Records from a data source

▼▼▼

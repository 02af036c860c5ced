use serde::Serialize;
use serde_json::{Map, Value};
use thiserror::Error;

/// Maximum nesting depth accepted in event details. Anything deeper is
/// almost certainly a cyclic or runaway structure, not audit data.
pub const MAX_NESTING_DEPTH: usize = 32;

#[derive(Error, Debug)]
pub enum PayloadError {
    #[error("event details must serialize to a JSON object, got {0}")]
    NotAnObject(&'static str),
    #[error("event details nested deeper than {MAX_NESTING_DEPTH} levels")]
    NestingTooDeep,
    #[error("failed to serialize event details: {0}")]
    Serialization(#[from] serde_json::Error),
}

/// Normalizes caller-provided details into the storage and broker safe
/// form: a JSON object tree of bounded depth where every leaf is a
/// scalar. Dates and enums are reduced to their serialized scalar
/// representation by serde, nested objects are kept as objects, and
/// sequence elements pass through unchanged. Normalizing an already
/// normalized map returns an equal map.
pub fn normalize<T: Serialize>(details: &T) -> Result<Map<String, Value>, PayloadError> {
    let value = serde_json::to_value(details)?;
    match value {
        Value::Object(map) => {
            ensure_depth(map.values(), 1)?;
            Ok(map)
        }
        other => Err(PayloadError::NotAnObject(json_type_name(&other))),
    }
}

fn ensure_depth<'a>(
    values: impl Iterator<Item = &'a Value>,
    depth: usize,
) -> Result<(), PayloadError> {
    if depth > MAX_NESTING_DEPTH {
        return Err(PayloadError::NestingTooDeep);
    }
    for value in values {
        match value {
            Value::Object(map) => ensure_depth(map.values(), depth + 1)?,
            Value::Array(items) => ensure_depth(items.iter(), depth + 1)?,
            _ => {}
        }
    }
    Ok(())
}

fn json_type_name(value: &Value) -> &'static str {
    match value {
        Value::Null => "null",
        Value::Bool(_) => "a boolean",
        Value::Number(_) => "a number",
        Value::String(_) => "a string",
        Value::Array(_) => "an array",
        Value::Object(_) => "an object",
    }
}
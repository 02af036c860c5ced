use std::sync::atomic::{AtomicBool, Ordering};
use std::sync::{Arc, Mutex};
use std::time::Duration;

use health::HealthHandle;
use tokio::task::JoinHandle;
use tokio_util::sync::CancellationToken;
use tracing::{error, info};

use crate::pipeline::EventPipeline;

/// Background interval trigger for flushes.
///
/// At most one loop runs at a time: arming is an atomic compare-and-set
/// and the loser of a race does nothing. The supervisor arms once at
/// startup; nothing re-arms opportunistically. Cancellation is
/// cooperative and observed at the sleep boundary only, so an in-flight
/// flush always completes before the loop exits.
pub struct FlushScheduler {
    running: AtomicBool,
    state: Mutex<Option<LoopState>>,
}

struct LoopState {
    cancel: CancellationToken,
    handle: JoinHandle<()>,
}

impl FlushScheduler {
    pub fn new() -> Self {
        Self {
            running: AtomicBool::new(false),
            state: Mutex::new(None),
        }
    }

    /// Starts the interval loop if none is running. Returns true when
    /// this call started it, false when a loop was already armed.
    ///
    /// Flush errors are logged and the loop keeps ticking: one bad batch
    /// must not silence all future flushing. Each iteration reports to
    /// the liveness probe, so a stalled loop fails the process health
    /// check instead of going unnoticed.
    pub fn arm(
        &self,
        pipeline: Arc<EventPipeline>,
        interval: Duration,
        liveness: HealthHandle,
    ) -> bool {
        if self
            .running
            .compare_exchange(false, true, Ordering::SeqCst, Ordering::SeqCst)
            .is_err()
        {
            return false;
        }

        let cancel = CancellationToken::new();
        let loop_cancel = cancel.clone();
        let handle = tokio::spawn(async move {
            let mut ticker = tokio::time::interval(interval);
            // The first tick resolves immediately, consume it so the
            // first flush happens one full interval after arming.
            ticker.tick().await;

            loop {
                tokio::select! {
                    _ = loop_cancel.cancelled() => {
                        info!("flush scheduler stopping");
                        break;
                    }
                    _ = ticker.tick() => {
                        liveness.report_healthy();
                        if let Err(err) = pipeline.flush().await {
                            error!(error = %err, "interval flush failed");
                        }
                    }
                }
            }
        });

        let mut state = self.state.lock().expect("poisoned FlushScheduler lock");
        *state = Some(LoopState { cancel, handle });
        true
    }

    pub fn is_armed(&self) -> bool {
        self.running.load(Ordering::SeqCst)
    }

    /// Requests a cooperative stop and waits for the loop to exit. Takes
    /// effect at the next sleep boundary, never mid-flush. A later `arm`
    /// may start a fresh loop.
    pub async fn stop(&self) {
        let state = self
            .state
            .lock()
            .expect("poisoned FlushScheduler lock")
            .take();

        if let Some(LoopState { cancel, handle }) = state {
            cancel.cancel();
            if let Err(err) = handle.await {
                error!(error = %err, "flush scheduler loop panicked");
            }
        }
        self.running.store(false, Ordering::SeqCst);
    }
}

impl Default for FlushScheduler {
    fn default() -> Self {
        Self::new()
    }
}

▲▲▲

▸ **AIM OF THE EXERCISE**
Taking the entries above, print exactly the lines starting at the line with "Returns true when" and ending at the line with "if let Err(err) = pipeline.flush().await", both included.

▸ **THE COMPLETED TASK**
    /// Starts the interval loop if none is running. Returns true when
    /// this call started it, false when a loop was already armed.
    ///
    /// Flush errors are logged and the loop keeps ticking: one bad batch
    /// must not silence all future flushing. Each iteration reports to
    /// the liveness probe, so a stalled loop fails the process health
    /// check instead of going unnoticed.
    pub fn arm(
        &self,
        pipeline: Arc<EventPipeline>,
        interval: Duration,
        liveness: HealthHandle,
    ) -> bool {
        if self
            .running
            .compare_exchange(false, true, Ordering::SeqCst, Ordering::SeqCst)
            .is_err()
        {
            return false;
        }

        let cancel = CancellationToken::new();
        let loop_cancel = cancel.clone();
        let handle = tokio::spawn(async move {
            let mut ticker = tokio::time::interval(interval);
            // The first tick resolves immediately, consume it so the
            // first flush happens one full interval after arming.
            ticker.tick().await;

            loop {
                tokio::select! {
                    _ = loop_cancel.cancelled() => {
                        info!("flush scheduler stopping");
                        break;
                    }
                    _ = ticker.tick() => {
                        liveness.report_healthy();
                        if let Err(err) = pipeline.flush().await {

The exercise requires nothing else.